1) What proportion of people of that type will vote for Clinton, Trump, Johnson, Stein, etc, among those who do vote?
2) What proportion of the individuals in each voter type will turn out to vote?
3) How many (voting eligible) individuals are there of that type?
If we knew all three of these for every type, we could simply multiply the vote shares for each candidate (1) by the turnout share (2) by the number of voters of each type in the voting eligible population (3), add the results for every type together, and we would have the number of votes for each candidate overall. The difficulty is in forming high quality estimates of each of these from the available sources of data that we have to work with. Here is how we have formed our estimates.
(1) We estimate the proportion of people of each type who will vote for Clinton, Trump, Johnson, Stein and everyone else, among those who vote, using the roughly 50,000 YouGov panelists who have responded to surveys in the last fourteen days. We estimate how support for each candidate varies as a function of 2012 vote choice, age, education, gender, race, marital status and date of interview, as well as many interactions these.

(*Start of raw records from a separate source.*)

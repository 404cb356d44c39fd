//! Request field validation helpers
//!
//! Small and deliberate: each helper returns the normalized value or a
//! `ValidationFailed` error naming the field.

use shared::{AppError, AppResult, ErrorCode};

const MIN_PASSWORD_LEN: usize = 8;
const MAX_PASSWORD_LEN: usize = 128;

/// Normalize and check an email address (trimmed, lowercased)
pub fn email(raw: &str) -> AppResult<String> {
    let normalized = raw.trim().to_lowercase();
    let valid = normalized.len() >= 5
        && normalized.len() <= 254
        && normalized.split_once('@').is_some_and(|(local, domain)| {
            !local.is_empty() && domain.contains('.') && !domain.starts_with('.')
        });
    if !valid {
        return Err(AppError::validation("Invalid email address").with_detail("field", "email"));
    }
    Ok(normalized)
}

/// Check password length bounds
pub fn password(raw: &str) -> AppResult<()> {
    if raw.len() < MIN_PASSWORD_LEN || raw.len() > MAX_PASSWORD_LEN {
        return Err(AppError::validation(format!(
            "Password must be {MIN_PASSWORD_LEN} to {MAX_PASSWORD_LEN} characters"
        ))
        .with_detail("field", "password"));
    }
    Ok(())
}

/// Reject blank required fields
pub fn required(value: &str, field: &str) -> AppResult<()> {
    if value.trim().is_empty() {
        return Err(
            AppError::with_message(ErrorCode::RequiredField, format!("{field} is required"))
                .with_detail("field", field),
        );
    }
    Ok(())
}

#[cfg(test)]
mod tests {
    use super::*;

    #[test]
    fn test_email_normalizes() {
        assert_eq!(email("  User@Example.COM ").unwrap(), "user@example.com");
    }

    #[test]
    fn test_email_rejects_bad_shapes() {
        for bad in ["", "plain", "a@b", "@example.com", "a@.com"] {
            assert!(email(bad).is_err(), "accepted {bad:?}");
        }
    }

    #[test]
    fn test_password_bounds() {
        assert!(password("short").is_err());
        assert!(password("longenough").is_ok());
        assert!(password(&"x".repeat(129)).is_err());
    }

    #[test]
    fn test_required() {
        assert!(required("  ", "name").is_err());
        assert!(required("ok", "name").is_ok());
    }
}
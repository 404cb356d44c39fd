//! Address API module

mod handler;

use axum::routing::{get, put};
use axum::Router;

use crate::core::AppState;

pub fn router() -> Router<AppState> {
    Router::new().nest("/api/addresses", routes())
}

fn routes() -> Router<AppState> {
    Router::new()
        .route("/", get(handler::list).post(handler::create))
        .route(
            "/{id}",
            get(handler::get_by_id)
                .put(handler::update)
                .delete(handler::delete),
        )
        .route("/{id}/default", put(handler::set_default))
}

In addition to the ways that voters vary in their intentions by their individual characteristics, we also model how they vary on average by the congressional district, state, and region (census division) that they live in.
(2) We estimate the proportion of people of each type who will turnout using a similar model based on individual-level and geographic-level variables, however, this model is not fit on the YouGov panel. We use the November 2012 Current Population Survey, which asked about election turnout in addition to a variety of other attributes of individuals. We use the CPS to calibrate the likely demographic profile of turnout because the CPS is a large (about 100,000 respondents) random survey of individuals in all 50 US states, it gets a relatively high response rate, and it is not primarily about politics. This means that it is likely to yield a more representative picture of voter turnout, and how it varies across different groups in the population. We have made a judgment call that we would rather use a high quality estimate of the patterns of turnout from the 2012 general election than a low quality estimate of the patterns of turnout for the 2016 election. Given the historical stability of turnout patterns we think this is a good bet, but this is a key place where we might get things wrong if there is a large change in turnout patterns. A similar strategy worked well for our analysis of the UK referendum on leaving the EU earlier this year, even though turnout was substantially higher in that referendum than in the preceding general election.
We augment this data by imputing 2008 turnout for each individual onto each observation using the information in state-level voter files about the rate at which voters and non-voters in 2008 voted again in 2012. This information is important because mostly the same people vote and do not vote in every election, and one of the critical tasks of the turnout model is to get the right mix of 2012 voters and non-voters in our 2016 estimates. The best place to estimate this is through comparing 2008 and 2012, although patterns in 2016 versus 2012 could of course be different.
(3) We estimate how many people there are of each type in the electorate primarily based on the 1% microdata sample from the 2010 US Census, with updated distributions of race, age, gender and educational qualifications based on the American Community Survey conducted by the Census Bureau each year. We then augment this data by imputing 2012 election turnout and vote of each of these 2.3m individuals using CPS and YouGov survey data from around the 2012 election, plus the knowledge of how many people voted for each party in each congressional district and state. The logic of this approach is that, at the very least, we know we have the right number of 2012 general election supporters of each party (and non-voters) in each congressional district and state, as well as the right mixes and combinations of age, gender, etc.
This general approach worked well in the UK referendum on leaving the European Union earlier this year, albeit with entirely different data sources. It also works well when we go back and re-evaluate YouGov's polling for the 2012 US presidential election. YouGov's polling in September of that year, analysed in the same way as we are analysing the 2016 data, with the data sources available at that time, predicted a 4.1% Obama margin, versus the 3.9% that resulted on election day. Only two states were incorrectly predicted, New Hampshire and North Carolina. YouGov's polling in October and November yielded similar estimates, the final polling in November yielded the same 4.1% predicted margin, and only erred on North Carolina.